* Task objective *
Go through the lines below and transcribe each one exactly.

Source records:
<<<<

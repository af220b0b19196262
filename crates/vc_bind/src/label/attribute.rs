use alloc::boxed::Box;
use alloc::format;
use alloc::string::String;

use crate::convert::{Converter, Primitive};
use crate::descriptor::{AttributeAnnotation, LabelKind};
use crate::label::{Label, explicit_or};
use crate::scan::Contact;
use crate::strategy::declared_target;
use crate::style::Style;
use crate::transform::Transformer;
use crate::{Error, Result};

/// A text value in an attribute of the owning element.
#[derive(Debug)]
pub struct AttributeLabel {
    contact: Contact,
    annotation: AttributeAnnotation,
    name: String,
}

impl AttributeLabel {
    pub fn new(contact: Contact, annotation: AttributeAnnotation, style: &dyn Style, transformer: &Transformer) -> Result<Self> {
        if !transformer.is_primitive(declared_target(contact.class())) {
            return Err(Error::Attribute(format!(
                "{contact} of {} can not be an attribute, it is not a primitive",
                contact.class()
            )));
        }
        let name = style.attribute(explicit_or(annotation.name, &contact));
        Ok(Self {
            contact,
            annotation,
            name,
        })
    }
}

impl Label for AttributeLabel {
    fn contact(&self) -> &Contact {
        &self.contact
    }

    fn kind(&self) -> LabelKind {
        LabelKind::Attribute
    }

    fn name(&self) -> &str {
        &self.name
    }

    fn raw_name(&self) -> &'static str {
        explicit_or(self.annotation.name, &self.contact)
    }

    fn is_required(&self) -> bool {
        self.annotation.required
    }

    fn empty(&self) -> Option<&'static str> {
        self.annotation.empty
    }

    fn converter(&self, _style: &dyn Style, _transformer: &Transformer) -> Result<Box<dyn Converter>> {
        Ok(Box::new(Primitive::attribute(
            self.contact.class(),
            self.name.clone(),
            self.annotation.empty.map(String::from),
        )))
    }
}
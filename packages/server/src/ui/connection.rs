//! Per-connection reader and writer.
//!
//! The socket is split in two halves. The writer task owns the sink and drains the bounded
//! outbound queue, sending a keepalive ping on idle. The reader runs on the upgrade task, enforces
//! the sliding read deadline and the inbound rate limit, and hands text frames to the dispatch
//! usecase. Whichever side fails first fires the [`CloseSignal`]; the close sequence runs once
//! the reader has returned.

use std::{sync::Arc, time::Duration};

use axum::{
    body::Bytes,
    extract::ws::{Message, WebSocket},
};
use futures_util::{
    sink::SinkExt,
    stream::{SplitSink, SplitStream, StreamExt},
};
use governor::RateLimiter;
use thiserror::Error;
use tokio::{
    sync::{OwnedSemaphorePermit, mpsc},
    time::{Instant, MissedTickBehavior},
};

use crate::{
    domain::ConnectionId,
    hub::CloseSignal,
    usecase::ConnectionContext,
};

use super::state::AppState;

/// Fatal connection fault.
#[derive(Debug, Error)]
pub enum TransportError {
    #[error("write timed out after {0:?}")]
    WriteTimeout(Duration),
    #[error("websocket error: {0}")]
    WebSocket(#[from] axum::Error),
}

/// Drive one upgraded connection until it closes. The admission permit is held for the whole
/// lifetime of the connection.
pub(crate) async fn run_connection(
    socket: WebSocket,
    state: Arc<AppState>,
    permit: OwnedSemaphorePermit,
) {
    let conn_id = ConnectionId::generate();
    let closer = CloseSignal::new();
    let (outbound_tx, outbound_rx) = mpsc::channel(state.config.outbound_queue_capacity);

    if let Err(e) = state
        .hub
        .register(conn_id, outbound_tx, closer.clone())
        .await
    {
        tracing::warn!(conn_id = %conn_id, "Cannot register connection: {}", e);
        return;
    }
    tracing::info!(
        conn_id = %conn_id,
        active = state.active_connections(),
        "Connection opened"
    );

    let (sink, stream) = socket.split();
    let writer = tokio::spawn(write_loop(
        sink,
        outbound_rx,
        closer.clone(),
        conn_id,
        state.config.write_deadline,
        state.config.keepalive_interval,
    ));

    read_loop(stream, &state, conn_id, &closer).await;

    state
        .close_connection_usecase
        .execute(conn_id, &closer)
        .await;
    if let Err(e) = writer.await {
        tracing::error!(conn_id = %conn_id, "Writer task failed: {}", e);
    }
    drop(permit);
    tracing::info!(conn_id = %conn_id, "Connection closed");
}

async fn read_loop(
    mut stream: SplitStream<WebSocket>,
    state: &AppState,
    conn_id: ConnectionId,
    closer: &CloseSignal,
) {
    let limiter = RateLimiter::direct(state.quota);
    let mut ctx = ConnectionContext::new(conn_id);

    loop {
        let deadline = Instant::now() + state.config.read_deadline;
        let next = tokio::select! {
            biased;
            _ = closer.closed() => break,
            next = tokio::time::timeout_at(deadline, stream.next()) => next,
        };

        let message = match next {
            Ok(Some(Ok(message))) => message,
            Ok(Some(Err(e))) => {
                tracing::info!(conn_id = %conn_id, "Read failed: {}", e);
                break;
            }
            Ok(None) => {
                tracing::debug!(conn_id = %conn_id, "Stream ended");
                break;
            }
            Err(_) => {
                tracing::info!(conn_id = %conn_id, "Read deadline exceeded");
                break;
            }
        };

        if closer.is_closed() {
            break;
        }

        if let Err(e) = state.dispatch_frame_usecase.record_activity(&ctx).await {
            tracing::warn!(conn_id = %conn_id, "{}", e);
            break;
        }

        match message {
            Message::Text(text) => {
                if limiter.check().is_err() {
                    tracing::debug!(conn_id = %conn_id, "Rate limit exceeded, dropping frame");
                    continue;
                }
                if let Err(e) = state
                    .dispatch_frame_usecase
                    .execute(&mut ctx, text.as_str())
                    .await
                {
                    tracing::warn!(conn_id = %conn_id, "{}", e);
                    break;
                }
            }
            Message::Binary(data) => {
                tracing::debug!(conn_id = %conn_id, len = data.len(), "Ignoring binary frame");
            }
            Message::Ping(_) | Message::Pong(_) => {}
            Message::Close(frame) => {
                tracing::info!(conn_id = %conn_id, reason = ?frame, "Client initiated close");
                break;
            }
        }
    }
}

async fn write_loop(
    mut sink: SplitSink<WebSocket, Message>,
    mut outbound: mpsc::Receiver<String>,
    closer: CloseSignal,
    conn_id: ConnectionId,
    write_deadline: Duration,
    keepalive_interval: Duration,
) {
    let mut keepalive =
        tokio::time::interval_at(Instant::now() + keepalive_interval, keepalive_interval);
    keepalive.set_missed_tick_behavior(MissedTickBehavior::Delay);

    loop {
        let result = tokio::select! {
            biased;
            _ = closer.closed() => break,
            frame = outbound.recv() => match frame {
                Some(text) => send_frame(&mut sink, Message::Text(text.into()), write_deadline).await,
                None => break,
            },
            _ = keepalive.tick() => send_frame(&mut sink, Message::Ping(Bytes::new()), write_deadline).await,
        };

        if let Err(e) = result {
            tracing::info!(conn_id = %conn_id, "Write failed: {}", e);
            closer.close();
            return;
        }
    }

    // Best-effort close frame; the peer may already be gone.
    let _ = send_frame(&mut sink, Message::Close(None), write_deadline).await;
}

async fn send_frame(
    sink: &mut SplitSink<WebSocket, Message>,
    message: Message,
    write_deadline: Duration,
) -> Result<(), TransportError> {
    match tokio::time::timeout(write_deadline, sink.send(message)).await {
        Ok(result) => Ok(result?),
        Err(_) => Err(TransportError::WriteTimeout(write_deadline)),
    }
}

>>>>

* Output of the exercise *
repository af220b0b19196262
filename crates/vc_bind/src/label/attribute.rs
use alloc::boxed::Box;
use alloc::format;
use alloc::string::String;

use crate::convert::{Converter, Primitive};
use crate::descriptor::{AttributeAnnotation, LabelKind};
use crate::label::{Label, explicit_or};
use crate::scan::Contact;
use crate::strategy::declared_target;
use crate::style::Style;
use crate::transform::Transformer;
use crate::{Error, Result};

/// A text value in an attribute of the owning element.
#[derive(Debug)]
pub struct AttributeLabel {
    contact: Contact,
    annotation: AttributeAnnotation,
    name: String,
}

impl AttributeLabel {
    pub fn new(contact: Contact, annotation: AttributeAnnotation, style: &dyn Style, transformer: &Transformer) -> Result<Self> {
        if !transformer.is_primitive(declared_target(contact.class())) {
            return Err(Error::Attribute(format!(
                "{contact} of {} can not be an attribute, it is not a primitive",
                contact.class()
            )));
        }
        let name = style.attribute(explicit_or(annotation.name, &contact));
        Ok(Self {
            contact,
            annotation,
            name,
        })
    }
}

impl Label for AttributeLabel {
    fn contact(&self) -> &Contact {
        &self.contact
    }

    fn kind(&self) -> LabelKind {
        LabelKind::Attribute
    }

    fn name(&self) -> &str {
        &self.name
    }

    fn raw_name(&self) -> &'static str {
        explicit_or(self.annotation.name, &self.contact)
    }

    fn is_required(&self) -> bool {
        self.annotation.required
    }

    fn empty(&self) -> Option<&'static str> {
        self.annotation.empty
    }

    fn converter(&self, _style: &dyn Style, _transformer: &Transformer) -> Result<Box<dyn Converter>> {
        Ok(Box::new(Primitive::attribute(
            self.contact.class(),
            self.name.clone(),
            self.annotation.empty.map(String::from),
        )))
    }
}
filename packages/server/src/ui/connection.rs
//! Per-connection reader and writer.
//!
//! The socket is split in two halves. The writer task owns the sink and drains the bounded
//! outbound queue, sending a keepalive ping on idle. The reader runs on the upgrade task, enforces
//! the sliding read deadline and the inbound rate limit, and hands text frames to the dispatch
//! usecase. Whichever side fails first fires the [`CloseSignal`]; the close sequence runs once
//! the reader has returned.

use std::{sync::Arc, time::Duration};

use axum::{
    body::Bytes,
    extract::ws::{Message, WebSocket},
};
use futures_util::{
    sink::SinkExt,
    stream::{SplitSink, SplitStream, StreamExt},
};
use governor::RateLimiter;
use thiserror::Error;
use tokio::{
    sync::{OwnedSemaphorePermit, mpsc},
    time::{Instant, MissedTickBehavior},
};

use crate::{
    domain::ConnectionId,
    hub::CloseSignal,
    usecase::ConnectionContext,
};

use super::state::AppState;

/// Fatal connection fault.
#[derive(Debug, Error)]
pub enum TransportError {
    #[error("write timed out after {0:?}")]
    WriteTimeout(Duration),
    #[error("websocket error: {0}")]
    WebSocket(#[from] axum::Error),
}

/// Drive one upgraded connection until it closes. The admission permit is held for the whole
/// lifetime of the connection.
pub(crate) async fn run_connection(
    socket: WebSocket,
    state: Arc<AppState>,
    permit: OwnedSemaphorePermit,
) {
    let conn_id = ConnectionId::generate();
    let closer = CloseSignal::new();
    let (outbound_tx, outbound_rx) = mpsc::channel(state.config.outbound_queue_capacity);

    if let Err(e) = state
        .hub
        .register(conn_id, outbound_tx, closer.clone())
        .await
    {
        tracing::warn!(conn_id = %conn_id, "Cannot register connection: {}", e);
        return;
    }
    tracing::info!(
        conn_id = %conn_id,
        active = state.active_connections(),
        "Connection opened"
    );

    let (sink, stream) = socket.split();
    let writer = tokio::spawn(write_loop(
        sink,
        outbound_rx,
        closer.clone(),
        conn_id,
        state.config.write_deadline,
        state.config.keepalive_interval,
    ));

    read_loop(stream, &state, conn_id, &closer).await;

    state
        .close_connection_usecase
        .execute(conn_id, &closer)
        .await;
    if let Err(e) = writer.await {
        tracing::error!(conn_id = %conn_id, "Writer task failed: {}", e);
    }
    drop(permit);
    tracing::info!(conn_id = %conn_id, "Connection closed");
}

async fn read_loop(
    mut stream: SplitStream<WebSocket>,
    state: &AppState,
    conn_id: ConnectionId,
    closer: &CloseSignal,
) {
    let limiter = RateLimiter::direct(state.quota);
    let mut ctx = ConnectionContext::new(conn_id);

    loop {
        let deadline = Instant::now() + state.config.read_deadline;
        let next = tokio::select! {
            biased;
            _ = closer.closed() => break,
            next = tokio::time::timeout_at(deadline, stream.next()) => next,
        };

        let message = match next {
            Ok(Some(Ok(message))) => message,
            Ok(Some(Err(e))) => {
                tracing::info!(conn_id = %conn_id, "Read failed: {}", e);
                break;
            }
            Ok(None) => {
                tracing::debug!(conn_id = %conn_id, "Stream ended");
                break;
            }
            Err(_) => {
                tracing::info!(conn_id = %conn_id, "Read deadline exceeded");
                break;
            }
        };

        if closer.is_closed() {
            break;
        }

        if let Err(e) = state.dispatch_frame_usecase.record_activity(&ctx).await {
            tracing::warn!(conn_id = %conn_id, "{}", e);
            break;
        }

        match message {
            Message::Text(text) => {
                if limiter.check().is_err() {
                    tracing::debug!(conn_id = %conn_id, "Rate limit exceeded, dropping frame");
                    continue;
                }
                if let Err(e) = state
                    .dispatch_frame_usecase
                    .execute(&mut ctx, text.as_str())
                    .await
                {
                    tracing::warn!(conn_id = %conn_id, "{}", e);
                    break;
                }
            }
            Message::Binary(data) => {
                tracing::debug!(conn_id = %conn_id, len = data.len(), "Ignoring binary frame");
            }
            Message::Ping(_) | Message::Pong(_) => {}
            Message::Close(frame) => {
                tracing::info!(conn_id = %conn_id, reason = ?frame, "Client initiated close");
                break;
            }
        }
    }
}

async fn write_loop(
    mut sink: SplitSink<WebSocket, Message>,
    mut outbound: mpsc::Receiver<String>,
    closer: CloseSignal,
    conn_id: ConnectionId,
    write_deadline: Duration,
    keepalive_interval: Duration,
) {
    let mut keepalive =
        tokio::time::interval_at(Instant::now() + keepalive_interval, keepalive_interval);
    keepalive.set_missed_tick_behavior(MissedTickBehavior::Delay);

    loop {
        let result = tokio::select! {
            biased;
            _ = closer.closed() => break,
            frame = outbound.recv() => match frame {
                Some(text) => send_frame(&mut sink, Message::Text(text.into()), write_deadline).await,
                None => break,
            },
            _ = keepalive.tick() => send_frame(&mut sink, Message::Ping(Bytes::new()), write_deadline).await,
        };

        if let Err(e) = result {
            tracing::info!(conn_id = %conn_id, "Write failed: {}", e);
            closer.close();
            return;
        }
    }

    // Best-effort close frame; the peer may already be gone.
    let _ = send_frame(&mut sink, Message::Close(None), write_deadline).await;
}

async fn send_frame(
    sink: &mut SplitSink<WebSocket, Message>,
    message: Message,
    write_deadline: Duration,
) -> Result<(), TransportError> {
    match tokio::time::timeout(write_deadline, sink.send(message)).await {
        Ok(result) => Ok(result?),
        Err(_) => Err(TransportError::WriteTimeout(write_deadline)),
    }
}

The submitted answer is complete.